In particularly, I don’t quite see where/why the heavy lifting of “unification” comes into play.

I’ll give an example in “pseudo C#” to help clarify:

The naive way to do it would be something like this:

Suppose you “parse” your program into an expression tree such that it can be executed with:

interface IEnvironment
{
    object lookup(string name);
}

interface IExpression
{
    // Evaluate this program in this environment
    object Evaluate(IEnvironment e);
}

So something like “Multiplication” might be implemented with:

class Multiply : IExpression
{
    IExpression lhs;
    IExpression rhs;
    // etc.
    public object Evaluate(IEnvironment e)
    {
        // assume for the moment C# has polymorphic multiplication
        return lhs.Evaluate(e) * rhs.Evaluate(e);
    }
}

Then to “implement” type inference, you could just do something like:

interface ITypeEnvironment
{
    Type getType(string name);
}

interface IExpression
{
    //as before
    object Evaluate(IEnvironment e);
    // infer type
    Type inferType(ITypeEnvironment typeEnvironment);
}

Then “Multiplication”‘s type inference might just be something like:

class Multiply : IExpression
{
    IExpression lhs;
    IExpression rhs;

    // ... 
    public Type inferType(ITypeEnvironment typeEnvironment)
    {
        Type lhsType = lhs.inferType(typeEnvironment);
        Type rhsType = rhs.inferType(typeEnvironment);
        if(lhsType != rhsType)
             throw new Exception("lhs and rhs types do not match");

        // you could also check here that lhs/rhs are one of double/int/float etc.
        return lhsType;
    }
}

lhs and rhs might be simple constants, or “variables” which are looked up in the environment:

class Constant : IExpression
{
    object value;
    public Type inferType(ITypeEnvironment typeEnvironment)
    {
        return value.GetType(); // The type of the value;
    }
    public object Evaluate(IEnvironment environment)
    {
        return value;
    }
}

class Variable : IExpression
{
    string name;
    public Type inferType(ITypeEnvironment typeEnvironment)
    {
        return typeEnvironment.getType(name);
    }
    public object Evaluate(IEnvironment environment)
    {
        return environment.lookup(name);
    }
}

But nowhere in this do we end up with the need for a “unification” algorithm.

So, clearly, my example is not complex enough.
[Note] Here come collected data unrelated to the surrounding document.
//! Checkout progress strip.

use crate::domain::StepStatus;
use crate::ui::helpers::{position_cursor, text_width};
use crate::ui::theme::Theme;
use crate::ui::viewmodel::ProgressInfo;

const CONNECTOR: &str = " ── ";

fn status_color(status: StepStatus, theme: &Theme) -> &str {
    match status {
        StepStatus::Completed => &theme.colors.step_completed_fg,
        StepStatus::Current => &theme.colors.step_current_fg,
        StepStatus::Upcoming => &theme.colors.step_upcoming_fg,
    }
}

/// Renders the progress strip at `row`, centered.
///
/// Wide layout draws every step joined by connectors, the current one in
/// bold. Compact layout draws the current step followed by its position.
///
/// # Returns
///
/// The next available row position (row + 1)
pub fn render_progress(row: usize, progress: &ProgressInfo, theme: &Theme, cols: usize) -> usize {
    let labels: Vec<String> = progress
        .steps
        .iter()
        .map(|step| format!("{} {}", step.glyph, step.label))
        .collect();

    let mut width = labels.iter().map(|l| text_width(l)).sum::<usize>()
        + text_width(CONNECTOR) * labels.len().saturating_sub(1);
    if let Some(position) = &progress.position {
        width += 2 + text_width(position);
    }

    position_cursor(row, 1);
    print!("{}", " ".repeat(cols.saturating_sub(width) / 2));

    for (idx, (step, label)) in progress.steps.iter().zip(&labels).enumerate() {
        if idx > 0 {
            let connector_color = if step.status == StepStatus::Upcoming {
                &theme.colors.step_upcoming_fg
            } else {
                &theme.colors.step_completed_fg
            };
            print!("{}{CONNECTOR}", Theme::fg(connector_color));
        }
        if step.status == StepStatus::Current {
            print!("{}", Theme::bold());
        }
        print!("{}{label}{}", Theme::fg(status_color(step.status, theme)), Theme::reset());
    }

    if let Some(position) = &progress.position {
        print!("{}  {position}{}", Theme::fg(&theme.colors.text_dim), Theme::reset());
    }

    row + 1
}
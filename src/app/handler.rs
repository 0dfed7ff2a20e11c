//! Event handling and state transition logic.
//!
//! Every input the selection screen reacts to (keys already mapped by the
//! plugin shim, HTTP responses, timers, configuration) arrives as an
//! [`Event`]. [`handle_event`] mutates [`AppState`] and returns whether a
//! re-render is needed plus the side effects to perform.
//!
//! # Event Types
//!
//! - **Navigation**: `CursorDown`, `CursorUp`
//! - **Selection**: `ActivateCard`, `Select`, `Unselect`, `CloseTimerFired`, `Continue`
//! - **Filters**: `SearchMode`, `FinishSearch`, `ExitSearch`, `SearchChanged`,
//!   `AllowedOnRoadChanged`, `HeavyWasteChanged`
//! - **Data**: `EndpointChanged`, `OfferingsResponse`, `NetworkUnavailable`, `Retry`
//! - **Lifecycle**: `Teardown`, `CloseFocus`
//!
//! # Example
//!
//! ```rust
//! use skiphire::app::{handle_event, AppState, Event, ScreenSettings};
//! use skiphire::ui::Theme;
//!
//! let mut state = AppState::new(ScreenSettings::default(), Theme::default());
//! let (render, actions) = handle_event(&mut state, &Event::Select(2))?;
//! assert!(render);
//! assert!(actions.is_empty());
//! # Ok::<(), skiphire::SkipHireError>(())
//! ```

use super::actions::{Action, Handoff};
use super::card::{primary_action, CardAction};
use super::modes::InputMode;
use super::selection::CloseToken;
use super::state::AppState;
use crate::domain::error::{Result, SkipHireError};
use crate::fetch::parse_response;

/// Events triggered by user input, the network or timers.
#[derive(Debug, Clone, PartialEq, Eq)]
pub enum Event {
    /// Moves the cursor down by one card (wraps to top).
    CursorDown,
    /// Moves the cursor up by one card (wraps to bottom).
    CursorUp,

    /// Primary action of the card under the cursor: select or unselect.
    ActivateCard,
    /// Selects the offering with this id. Ids missing from the active list
    /// are ignored.
    Select(u64),
    /// Starts closing the current selection.
    Unselect,
    /// The closing delay scheduled with this token elapsed.
    CloseTimerFired(CloseToken),
    /// Hands the selected offering to the next checkout stage.
    Continue,

    /// Gives the search box keyboard focus.
    SearchMode,
    /// Leaves the search box, keeping the query.
    FinishSearch,
    /// Leaves the search box and clears the query.
    ExitSearch,
    /// New full text of the search box.
    SearchChanged(String),
    /// New value of the "allowed on road" checkbox.
    AllowedOnRoadChanged(bool),
    /// New value of the "allows heavy waste" checkbox.
    HeavyWasteChanged(bool),

    /// The pricing endpoint became available or changed.
    ///
    /// Sent once network access is granted with the configured endpoint.
    EndpointChanged(Option<String>),

    /// Raw outcome of an offerings request.
    OfferingsResponse {
        request_id: u64,
        status: u16,
        /// Zellij reports transport failures as a response without headers.
        has_headers: bool,
        body: Vec<u8>,
    },

    /// Network access to the endpoint is unavailable, with the reason.
    ///
    /// Shown as a fetch error; `Retry` then asks for access again.
    NetworkUnavailable(String),

    /// Re-issues the offerings request after a failure.
    Retry,

    /// The screen is going away: drops the selection and pending closes.
    /// Every later event is ignored.
    Teardown,

    /// Tears the screen down and closes the pane.
    CloseFocus,
}

/// Processes an event, mutates application state, and returns actions to execute.
///
/// # Returns
///
/// `(should_render, actions)`. Actions are executed in order by the plugin
/// runtime.
///
/// # Errors
///
/// Currently infallible in practice; request failures are recorded in the
/// fetch state rather than returned.
#[allow(clippy::too_many_lines)]
pub fn handle_event(state: &mut AppState, event: &Event) -> Result<(bool, Vec<Action>)> {
    let _span = tracing::debug_span!("handle_event", event_type = ?event).entered();

    if state.torn_down {
        tracing::trace!("screen torn down, ignoring event");
        return Ok((false, vec![]));
    }

    match event {
        Event::CursorDown => {
            state.move_cursor_down();
            Ok((true, vec![]))
        }
        Event::CursorUp => {
            state.move_cursor_up();
            Ok((true, vec![]))
        }
        Event::ActivateCard => {
            let Some(offering) = state.cursor_offering() else {
                tracing::debug!("no card under cursor");
                return Ok((false, vec![]));
            };
            let action = primary_action(offering.id, state.selection.is_selected(offering.id));
            match action {
                CardAction::Select(id) => handle_event(state, &Event::Select(id)),
                CardAction::Unselect => handle_event(state, &Event::Unselect),
            }
        }
        Event::Select(id) => {
            if state.selection.is_selected(*id) {
                return Ok((false, vec![]));
            }
            if !state.active_offerings().iter().any(|o| o.id == *id) {
                tracing::debug!(offering_id = id, "ignoring selection of unknown offering");
                return Ok((false, vec![]));
            }
            tracing::debug!(offering_id = id, "offering selected");
            state.selection.select(*id);
            Ok((true, vec![]))
        }
        Event::Unselect => {
            let active = state.active_offerings().to_vec();
            let Some(token) = state.selection.unselect(&active) else {
                return Ok((true, vec![]));
            };
            tracing::debug!(token = token.0, delay_ms = state.closing_delay.as_millis(), "selection closing");
            Ok((
                true,
                vec![Action::ScheduleClose {
                    token,
                    delay: state.closing_delay,
                }],
            ))
        }
        Event::CloseTimerFired(token) => Ok((state.selection.close_timer_fired(*token), vec![])),
        Event::Continue => {
            let Some(offering) = state.selected_offering() else {
                tracing::debug!("continue without selection ignored");
                return Ok((false, vec![]));
            };
            if offering.forbidden {
                tracing::warn!(offering_id = offering.id, "continuing with a forbidden offering");
            }
            Ok((false, vec![Action::Continue(Handoff::from_offering(offering))]))
        }
        Event::SearchMode => {
            state.input_mode = InputMode::Search;
            Ok((true, vec![]))
        }
        Event::FinishSearch => {
            state.input_mode = InputMode::Normal;
            Ok((true, vec![]))
        }
        Event::ExitSearch => {
            tracing::debug!(query = %state.filters.search, "clearing search");
            state.input_mode = InputMode::Normal;
            state.filters.search.clear();
            state.apply_filters();
            Ok((true, vec![]))
        }
        Event::SearchChanged(text) => {
            if state.filters.search == *text {
                return Ok((false, vec![]));
            }
            state.filters.search.clone_from(text);
            tracing::trace!(query = %text, "search query updated");
            state.apply_filters();
            Ok((true, vec![]))
        }
        Event::AllowedOnRoadChanged(required) => {
            state.filters.allowed_on_road_required = *required;
            state.apply_filters();
            Ok((true, vec![]))
        }
        Event::HeavyWasteChanged(required) => {
            state.filters.heavy_waste_required = *required;
            state.apply_filters();
            Ok((true, vec![]))
        }
        Event::EndpointChanged(endpoint) => {
            let endpoint = endpoint.clone().filter(|e| !e.trim().is_empty());
            state.endpoint.clone_from(&endpoint);
            let request = state.fetch.configure(endpoint);
            state.reconcile_selection();
            state.apply_filters();
            Ok((true, request.map(Action::FetchOfferings).into_iter().collect()))
        }
        Event::OfferingsResponse {
            request_id,
            status,
            has_headers,
            body,
        } => {
            let outcome = if *has_headers {
                parse_response(*status, body)
            } else {
                Err(SkipHireError::Transport(
                    String::from_utf8_lossy(body).trim().to_string(),
                ))
            };
            if !state.fetch.settle(*request_id, outcome) {
                return Ok((false, vec![]));
            }
            state.reconcile_selection();
            state.apply_filters();
            Ok((true, vec![]))
        }
        Event::NetworkUnavailable(reason) => {
            if !state.is_live() {
                tracing::debug!("no endpoint configured, fallback data unaffected");
                return Ok((false, vec![]));
            }
            state.fetch.mark_unavailable(reason);
            Ok((true, vec![]))
        }
        Event::Retry => {
            if let Some(request) = state.fetch.retry() {
                return Ok((true, vec![Action::FetchOfferings(request)]));
            }
            if state.is_live() && state.fetch.endpoint().is_none() && state.fetch.error().is_some() {
                tracing::debug!("asking for network access again");
                return Ok((false, vec![Action::RequestNetworkAccess]));
            }
            Ok((false, vec![]))
        }
        Event::Teardown => {
            tracing::debug!("tearing down selection screen");
            state.torn_down = true;
            state.selection.clear();
            Ok((false, vec![]))
        }
        Event::CloseFocus => {
            let (_, mut actions) = handle_event(state, &Event::Teardown)?;
            actions.push(Action::CloseFocus);
            Ok((false, actions))
        }
    }
}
Does it need higher order functions? Do we need “parametric polymorphism”?

What is the simplest possible example where “unification” is actually needed to correctly infer the type of an expression.

An example in Scheme would be ideal (i.e. an example of a very small Scheme program where you require unification to correctly infer the type of the s-expression).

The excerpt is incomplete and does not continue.